The Frenchman vs the Terrible Hair
Gap to leader
Lap time in seconds
Lewis is lapping significantly faster in the initial phase of the race, pits for fresher tires, and remains significantly faster. Ocon pits, Lewis starts to try and "manage" his tires (whines about them on radio) and Ocon bridges the gap a little in clean air. Lewis tries to attack Vettel for a couple laps as Vettel makes another 4 lap attack on Ricciardo, quickly backs off to bitch about his tires some more, Ocon continues to enjoy mostly clean running. The only reason it tightened up in the end is because Mercedes still don't get the tires and Lewis was trying to do like 69 (niiiiiiiice) laps on Ultrasofts, something Pirelli designed the Supersofts to do.
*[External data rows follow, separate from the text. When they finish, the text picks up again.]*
use ratatui::layout::{Alignment, Constraint, Direction, Layout, Rect};
use ratatui::style::{Color, Style};
use ratatui::text::{Line, Span, Text};
use ratatui::widgets::{Block, Borders, Clear, Paragraph, Wrap};
use ratatui::Frame;

pub mod layout;
pub mod tabs;

use crate::app::{App, InputMode, StatusLevel};

pub fn draw(f: &mut Frame, app: &App) {
    let size = f.size();
    let areas = layout::areas(size);

    tabs::draw_tab_bar(f, areas.header, app);
    tabs::draw_panel(f, areas.panel, app);
    draw_footer(f, areas.footer, app);
    draw_status_line(f, areas.status_line, app);
    draw_command_line(f, areas.command_line, app);

    if app.help_open {
        draw_help_popup(f, areas.size);
    }
    if let Some(notice) = app.notice.as_ref() {
        draw_notice_popup(f, areas.size, &notice.text);
    }
}

fn draw_footer(f: &mut Frame, area: Rect, app: &App) {
    let footer = Paragraph::new(Line::from(Span::styled(
        app.footer.as_str(),
        Style::default().fg(Color::DarkGray),
    )))
    .alignment(Alignment::Center);
    f.render_widget(footer, area);
}

fn draw_status_line(f: &mut Frame, area: Rect, app: &App) {
    let flux = app.camera_endpoint.as_deref().unwrap_or("--");
    let line = Line::from(vec![
        Span::styled("Onglet ", Style::default().fg(Color::DarkGray)),
        Span::raw(format!("{}  ", app.active_tab.id())),
        Span::styled("Flux ", Style::default().fg(Color::DarkGray)),
        Span::raw(flux.to_string()),
    ]);

    let paragraph = Paragraph::new(line)
        .style(Style::default().fg(Color::White))
        .alignment(Alignment::Left);

    f.render_widget(paragraph, area);
}

fn draw_command_line(f: &mut Frame, area: Rect, app: &App) {
    let content = match app.input_mode {
        InputMode::Command => Line::from(vec![
            Span::styled(": ", Style::default().fg(Color::Yellow)),
            Span::raw(&app.command.input),
            Span::styled(
                "  commandes: vente maintenance camera action aide quitter",
                Style::default().fg(Color::DarkGray),
            ),
        ]),
        InputMode::Normal => {
            if let Some((text, level)) = app.status_text() {
                let color = match level {
                    StatusLevel::Info => Color::LightGreen,
                    StatusLevel::Warn => Color::LightYellow,
                    StatusLevel::Error => Color::LightRed,
                };
                Line::from(Span::styled(text.to_string(), Style::default().fg(color)))
            } else if let Some(last) = app.command.last.as_deref() {
                Line::from(Span::styled(
                    format!(": {last}"),
                    Style::default().fg(Color::DarkGray),
                ))
            } else {
                Line::from(Span::styled(
                    "1/2/3 onglets  Entrée action  : commande  ? aide  q quitter",
                    Style::default().fg(Color::DarkGray),
                ))
            }
        }
    };

    f.render_widget(Paragraph::new(content), area);
}

fn draw_notice_popup(f: &mut Frame, area: Rect, text: &str) {
    let popup_area = centered_rect(64, 28, area);
    f.render_widget(Clear, popup_area);

    let lines = vec![
        Line::from(""),
        Line::from(text),
        Line::from(""),
        Line::from(Span::styled(
            "Entrée ou Échap pour fermer",
            Style::default().fg(Color::DarkGray),
        )),
    ];

    let paragraph = Paragraph::new(Text::from(lines))
        .block(
            Block::default()
                .title("Notification")
                .borders(Borders::ALL)
                .border_style(Style::default().fg(Color::Cyan)),
        )
        .alignment(Alignment::Center)
        .wrap(Wrap { trim: true });

    f.render_widget(paragraph, popup_area);
}

fn draw_help_popup(f: &mut Frame, area: Rect) {
    let popup_area = centered_rect(56, 56, area);
    f.render_widget(Clear, popup_area);

    let lines = vec![
        Line::from("Navigation"),
        Line::from("  1 / 2 / 3  Choisir un onglet"),
        Line::from("  Tab, l / h Onglet suivant / précédent"),
        Line::from("  ← / →      Onglet précédent / suivant"),
        Line::from(""),
        Line::from("Actions"),
        Line::from("  Entrée     Déclencher l'action de l'onglet"),
        Line::from("  y          Copier l'URL de la caméra (onglet caméra)"),
        Line::from("  :          Ligne de commande"),
        Line::from("  ?          Ouvrir/fermer cette aide"),
        Line::from("  q          Quitter"),
        Line::from(""),
        Line::from("Commandes:"),
        Line::from("  : vente | maintenance | camera"),
        Line::from("  : action | aide | quitter"),
    ];

    let paragraph = Paragraph::new(Text::from(lines))
        .block(Block::default().title("Aide").borders(Borders::ALL))
        .alignment(Alignment::Left)
        .wrap(Wrap { trim: true });

    f.render_widget(paragraph, popup_area);
}

fn centered_rect(percent_x: u16, percent_y: u16, r: Rect) -> Rect {
    let popup_layout = Layout::default()
        .direction(Direction::Vertical)
        .constraints([
            Constraint::Percentage((100 - percent_y) / 2),
            Constraint::Percentage(percent_y),
            Constraint::Percentage((100 - percent_y) / 2),
        ])
        .split(r);

    Layout::default()
        .direction(Direction::Horizontal)
        .constraints([
            Constraint::Percentage((100 - percent_x) / 2),
            Constraint::Percentage(percent_x),
            Constraint::Percentage((100 - percent_x) / 2),
        ])
        .split(popup_layout[1])[1]
}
At no point in that early phase was holding up Hamilton going to be remotely in Ocon's advantage. You can call out the fact Toto Wolff had a conversation with Szafnauer or "Messeur or Madame Whogivesashit" as much as you want, until there's evidence otherwise you're just parroting the dumb talking points Sky used to try and liven up a dull point in a tense if unspectacular race.
Here are the laptimes and gap-to-leader times that Lance Stroll had.
Gap to leader
Lap time, in seconds
I've thrown in Max, because he was the actual fastest driver on the course and Sergei Sirotkin because he's the closest "I'm not getting blues here" driver to Lance Stroll (although I don't think Stroll was actively lapped by that many drivers, I think he mostly got lapped during his trips to the pits).
Stroll got a heap of time for a couple of laps because he was on Hypersofts and had an overabundance of clean air; He didn't, at any stage, get 40 loving laps worth of 5-7 seconds a lap advantage in one pit stop (he had to pit 3 times, the latter two for fresh Hypers). In both of his "enforced" pitstops (he punctured his Supers in lap 34 and had to go to fresh Hypers, which meant he had to pit in lap 59 for another pair of Hypers) the same thing happens - he warms the tires, gets a 3-4 lap burst of 4 seconds that degrades to the plateau in 4 laps and then chugs along until the end of the stint.
I know what you're saying though: "Lance is a binman (two punctures? come on buddy) driving a shitbox (temperature warnings all race? come on Williams), show me a real driver!", and don't worry, we'll get to that.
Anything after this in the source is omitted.